Hence, the ideal model for rapid functional assessment of drug sensitivity in GBM would be a system which maximally preservers the native cellular integrity [40] and interaction of the tumor cells with the microenvironment [46]. This includes ex-vivo drug treatment of tumor slices [31] or cellular suspensions of freshly dissociated patients’ biopsies within hours post-surgery. Regarding GBM’s extensive heterogeneity and invasiveness, one must consider sampling from distinct tumor regions in order to gain an “as close as possible” perspective of the therapeutic vulnerabilities of the invading cells that are remaining after tumor debulking. In a recent proof-of-concept study of a single GBM patient, tumor material was harvested and analyzed with single-cell RNA sequencing and scATAC-seq. The leftover patient material was orthotopically transplanted into mice, which were then treated with standard-of-care therapy (irradiation and temozolomide). Subsequently, the patient tumor was harvested and analyzed at recurrence. This framework provided mechanistic genetic and epigenetic insights into therapy-driven evolution and identified potential druggable targets, therefore providing an approach for designing therapeutic regimens for GBM [84]. Yet another proof-of-principle study demonstrated the efficacy of drug screening human breast cancer cell lines through imaging mass cytometry, assessing more than 40 markers [85]. All these methodologies are facing technological challenges, which need to be improved, upscaled and validated in order to meet the needs of routine clinical practice.

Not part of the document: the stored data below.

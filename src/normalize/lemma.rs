use std::collections::HashMap;

/// Dictionary lemmatizer
///
/// Irregular forms are looked up in an explicit table. Tokens missing from the
/// table optionally go through the regular English noun plural rules
/// (`classes` -> `class`, `studies` -> `study`, `boxes` -> `box`,
/// `cats` -> `cat`). A rule result shorter than 3 chars keeps the original
/// token, so `was` stays `was`.
#[derive(Debug, Clone, Default)]
pub struct LemmaDictionary {
    entries: HashMap<Box<str>, Box<str>>,
    plural_rules: bool,
}

const MIN_RULE_LEMMA_LEN: usize = 3;

impl LemmaDictionary {
    /// Dictionary with only the given entries and no plural rules
    pub fn from_pairs<I, S, T>(pairs: I) -> Self
    where
        I: IntoIterator<Item = (S, T)>,
        S: AsRef<str>,
        T: AsRef<str>,
    {
        Self {
            entries: pairs
                .into_iter()
                .map(|(form, lemma)| (form.as_ref().into(), lemma.as_ref().into()))
                .collect(),
            plural_rules: false,
        }
    }

    /// Built-in English irregular forms plus the regular plural rules
    pub fn english() -> Self {
        Self::from_pairs(ENGLISH_IRREGULAR.iter().copied()).with_plural_rules(true)
    }

    pub fn with_plural_rules(mut self, enabled: bool) -> Self {
        self.plural_rules = enabled;
        self
    }

    pub fn len(&self) -> usize {
        self.entries.len()
    }

    pub fn is_empty(&self) -> bool {
        self.entries.is_empty()
    }

    pub fn lemmatize(&self, token: &str) -> String {
        if let Some(lemma) = self.entries.get(token) {
            return lemma.to_string();
        }
        if self.plural_rules {
            if let Some(lemma) = singular(token) {
                if lemma.chars().count() >= MIN_RULE_LEMMA_LEN {
                    return lemma;
                }
            }
        }
        token.to_string()
    }
}

fn singular(token: &str) -> Option<String> {
    if let Some(stem) = token.strip_suffix("ies") {
        return Some(format!("{stem}y"));
    }
    if ["sses", "xes", "zzes", "ches", "shes"].iter().any(|s| token.ends_with(s)) {
        return Some(token[..token.len() - 2].to_string());
    }
    if token.ends_with('s') && !["ss", "us", "is"].iter().any(|s| token.ends_with(s)) {
        return Some(token[..token.len() - 1].to_string());
    }
    None
}

const ENGLISH_IRREGULAR: &[(&str, &str)] = &[
    ("men", "man"),
    ("women", "woman"),
    ("children", "child"),
    ("feet", "foot"),
    ("teeth", "tooth"),
    ("mice", "mouse"),
    ("geese", "goose"),
    ("oxen", "ox"),
    ("data", "datum"),
    ("criteria", "criterion"),
    ("phenomena", "phenomenon"),
    ("analyses", "analysis"),
    ("theses", "thesis"),
    ("crises", "crisis"),
    ("indices", "index"),
    ("matrices", "matrix"),
    ("vertices", "vertex"),
    ("leaves", "leaf"),
    ("knives", "knife"),
    ("wives", "wife"),
    ("lives", "life"),
    ("wolves", "wolf"),
    ("halves", "half"),
    ("selves", "self"),
    ("shelves", "shelf"),
    ("caches", "cache"),
    ("headaches", "headache"),
    ("series", "series"),
    ("species", "species"),
    ("news", "news"),
    ("lens", "lens"),
    ("gas", "gas"),
    ("bias", "bias"),
    ("atlas", "atlas"),
    ("canvas", "canvas"),
    ("physics", "physics"),
    ("mathematics", "mathematics"),
    ("economics", "economics"),
];

#[cfg(test)]
mod tests {
    use super::*;

    #[test]
    fn irregular_forms_use_the_table() {
        let dict = LemmaDictionary::english();
        assert_eq!(dict.lemmatize("children"), "child");
        assert_eq!(dict.lemmatize("matrices"), "matrix");
        assert_eq!(dict.lemmatize("series"), "series");
    }

    #[test]
    fn regular_plural_rules() {
        let dict = LemmaDictionary::english();
        assert_eq!(dict.lemmatize("cats"), "cat");
        assert_eq!(dict.lemmatize("classes"), "class");
        assert_eq!(dict.lemmatize("boxes"), "box");
        assert_eq!(dict.lemmatize("churches"), "church");
        assert_eq!(dict.lemmatize("buzzes"), "buzz");
        assert_eq!(dict.lemmatize("prizes"), "prize");
        assert_eq!(dict.lemmatize("studies"), "study");
        assert_eq!(dict.lemmatize("class"), "class");
        assert_eq!(dict.lemmatize("corpus"), "corpus");
        assert_eq!(dict.lemmatize("analysis"), "analysis");
    }

    #[test]
    fn short_rule_results_keep_token() {
        let dict = LemmaDictionary::english();
        assert_eq!(dict.lemmatize("was"), "was");
        assert_eq!(dict.lemmatize("its"), "its");
    }

    #[test]
    fn custom_dictionary_has_no_rules() {
        let dict = LemmaDictionary::from_pairs([("geese", "goose")]);
        assert_eq!(dict.lemmatize("geese"), "goose");
        assert_eq!(dict.lemmatize("cats"), "cats");
        assert_eq!(dict.len(), 1);
    }
}
use std::sync::Arc;

use tracing::info;

use crate::{
    config::RecommenderConfig,
    document::Document,
    error::{ConfigurationError, Result},
    normalize::{LanguageResources, ParallelNormalizer, TextNormalizer},
    recommendation::Recommendations,
    utils::cancel::CancellationToken,
    vectorizer::{TfIdfModel, VectorizerBuilder},
};

/// End-to-end pipeline: normalize, vectorize, score in blocks, select top-k.
///
/// Configuration is validated once at construction; checks that need the
/// corpus (dense ids, document frequency band) run at the start of `fit`.
#[derive(Debug, Clone)]
pub struct Recommender {
    config: RecommenderConfig,
    resources: Arc<LanguageResources>,
    cancel: Option<CancellationToken>,
}

impl Recommender {
    pub fn new(config: RecommenderConfig) -> Result<Self> {
        config.validate()?;
        Ok(Self {
            config,
            resources: LanguageResources::english(),
            cancel: None,
        })
    }

    /// Use other stopword, lemma and stemmer resources than the built-in English ones
    pub fn with_resources(mut self, resources: Arc<LanguageResources>) -> Self {
        self.resources = resources;
        self
    }

    /// Checked between similarity blocks
    pub fn with_cancellation(mut self, token: CancellationToken) -> Self {
        self.cancel = Some(token);
        self
    }

    pub fn config(&self) -> &RecommenderConfig {
        &self.config
    }

    /// Normalize and vectorize the corpus.
    /// Document ids must equal their position in `documents`; ids and the
    /// document frequency band are checked before any text is normalized.
    pub fn fit(&self, documents: &[Document]) -> Result<TfIdfModel<f32>> {
        check_dense_ids(documents)?;
        let builder = VectorizerBuilder::from_config(&self.config);
        builder.check_df_band(documents.len())?;
        let normalizer = TextNormalizer::new(self.config.normalize.clone(), Arc::clone(&self.resources));
        let texts = ParallelNormalizer::new(normalizer, self.config.worker_count)?.normalize_all(documents)?;
        let (vocabulary, matrix) = builder.fit_transform(&texts)?;
        Ok(TfIdfModel::new(vocabulary, matrix))
    }

    /// Top-k recommendations for every document, indexed by id
    pub fn recommend(&self, documents: &[Document]) -> Result<Recommendations> {
        let model = self.fit(documents)?;
        self.recommend_fitted(&model)
    }

    /// Run the similarity stage against an already fitted model
    pub fn recommend_fitted(&self, model: &TfIdfModel<f32>) -> Result<Recommendations> {
        let mut engine = model.engine();
        if let Some(token) = &self.cancel {
            engine = engine.with_cancellation(token.clone());
        }
        let recommendations = engine.top_k_all(self.config.k, self.config.block_size, self.config.min_score)?;
        info!(
            documents = recommendations.len(),
            k = self.config.k,
            min_score = self.config.min_score,
            "recommendations ready"
        );
        Ok(recommendations)
    }
}

fn check_dense_ids(documents: &[Document]) -> std::result::Result<(), ConfigurationError> {
    match documents.iter().enumerate().find(|(position, doc)| doc.id != *position) {
        Some((position, doc)) => Err(ConfigurationError::NonDenseIds { position, id: doc.id }),
        None => Ok(()),
    }
}
//! Balance tracker for tag occurrences.
//!
//! Drives the scanner over the source line by line and maintains the stack
//! of currently-open tags. Opening tags push, matching closing tags pop,
//! and three kinds of structural findings are recorded along the way:
//! unexpected closes (which halt the scan), mismatched closes (reported,
//! then ignored so later real errors can still surface), and tags left
//! open at end of input.

use std::path::Path;

use marklint_scanner::{strip_comments, TagKind, TagOccurrence, TagScanner};

use crate::diagnostic::{Diagnostic, OpenTag};
use crate::ReadError;

/// Tags listed in an end-of-input diagnostic, most recent first.
const UNCLOSED_REPORT_LIMIT: usize = 5;

/// Tag balance checker.
///
/// One checker instance scans one source text. The stack holds exactly the
/// currently-open, non-void tags in nesting order; the top is the
/// innermost. Use the `check`/`check_file` entry points rather than
/// constructing one directly.
pub struct Checker {
    stack: Vec<OpenTag>,
    diagnostics: Vec<Diagnostic>,
}

impl Checker {
    fn new() -> Self {
        Self {
            stack: Vec::new(),
            diagnostics: Vec::new(),
        }
    }

    /// Scan source text and return the diagnostics in the order they were
    /// found. An empty result means the input is balanced.
    pub fn check(source: &str) -> Vec<Diagnostic> {
        let mut checker = Checker::new();
        checker.run(source);
        checker.diagnostics
    }

    /// Read a file as UTF-8 and scan it. Missing or undecodable files fail
    /// fast with the path in the error; no partial scan happens.
    pub fn check_file(path: &Path) -> Result<Vec<Diagnostic>, ReadError> {
        let source = std::fs::read_to_string(path).map_err(|e| ReadError {
            path: path.display().to_string(),
            source: e,
        })?;
        Ok(Self::check(&source))
    }

    fn run(&mut self, source: &str) {
        for (index, raw_line) in source.lines().enumerate() {
            let line = strip_comments(raw_line);
            for tag in TagScanner::scan_line(&line, index + 1) {
                if !self.track(tag) {
                    // Unexpected close: stop scanning entirely, no
                    // end-of-input report.
                    return;
                }
            }
        }
        self.finish();
    }

    /// Process one occurrence. Returns `false` when the scan must halt.
    fn track(&mut self, tag: TagOccurrence) -> bool {
        match tag.kind {
            TagKind::Opening => {
                self.stack.push(OpenTag::new(tag.name, tag.line));
                true
            }
            TagKind::Closing => self.track_closing(tag),
            // Filtered out by the scanner before tracking.
            TagKind::SelfClosing => true,
        }
    }

    fn track_closing(&mut self, tag: TagOccurrence) -> bool {
        match self.stack.last() {
            None => {
                self.diagnostics.push(Diagnostic::UnexpectedClosing {
                    name: tag.name,
                    line: tag.line,
                });
                false
            }
            Some(top) if top.name == tag.name => {
                self.stack.pop();
                true
            }
            Some(top) => {
                // Recovery by ignoring: the entry stays on the stack, which
                // may cascade into further mismatches downstream.
                self.diagnostics.push(Diagnostic::MismatchedClosing {
                    expected: top.name.clone(),
                    found: tag.name,
                    line: tag.line,
                    opened_line: top.line,
                });
                true
            }
        }
    }

    fn finish(&mut self) {
        if self.stack.is_empty() {
            return;
        }
        let tags = self
            .stack
            .iter()
            .rev()
            .take(UNCLOSED_REPORT_LIMIT)
            .cloned()
            .collect();
        self.diagnostics.push(Diagnostic::UnclosedAtEof { tags });
    }
}
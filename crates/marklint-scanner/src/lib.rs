//! marklint scanner
//!
//! Turns lines of markup/template source into streams of tag occurrences.
//! Handles inline comment stripping, tag-shaped substring detection, and
//! classification into opening, closing, and self-closing tags. Void
//! elements and self-closing tags are filtered out before they reach the
//! balance tracker.
//!
//! # Example
//!
//! ```
//! use marklint_scanner::TagScanner;
//!
//! let tags = TagScanner::scan_line("<div><img></div>", 1);
//! assert_eq!(tags.len(), 2); // <img> is void, never tracked
//! ```

pub mod sanitize;
pub mod scanner;
pub mod tag;

pub use sanitize::strip_comments;
pub use scanner::TagScanner;
pub use tag::{is_void_element, TagKind, TagOccurrence, VOID_ELEMENTS};
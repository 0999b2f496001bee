//! marklint checker
//!
//! Verifies that the tags in a markup/template source are properly nested
//! and closed. Scans the input one line at a time with `marklint-scanner`
//! and tracks open tags on a stack; every structural finding comes back as
//! an ordered list of `Diagnostic` records for the caller to render.
//!
//! # Example
//!
//! ```
//! use marklint_checker::Checker;
//!
//! assert!(Checker::check("<div><span></span></div>").is_empty());
//! assert_eq!(Checker::check("<div>").len(), 1);
//! ```

pub mod checker;
pub mod diagnostic;

pub use checker::Checker;
pub use diagnostic::{Diagnostic, OpenTag};

/// Failure to load the target file. Fatal: no partial scan is attempted.
#[derive(Debug, thiserror::Error)]
#[error("Failed to read {path}: {source}")]
pub struct ReadError {
    pub path: String,
    #[source]
    pub source: std::io::Error,
}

An auspicious high-throughput drug screening methodology has emerged with microfluidic devices [86]. The chip technology closely mimics the extracellular environment, which in turn is capable of generating 3D structures of cells. Such a device was designed to recapitulate the complex vasculature of the BBB and track the transport of nanoparticles to GBM spheroids. Analogous permeability measurements were performed on orthotopic xenografts through intravital imaging, which matched the in vitro model [87]. Microfluidic devices are automated and multiplexed platforms where the controlled environment offers a way to monitor drug effects, such as cell viability, changes in cellular mass accumulation rate upon treatment and morphology [88] at multiple timepoints [86,89].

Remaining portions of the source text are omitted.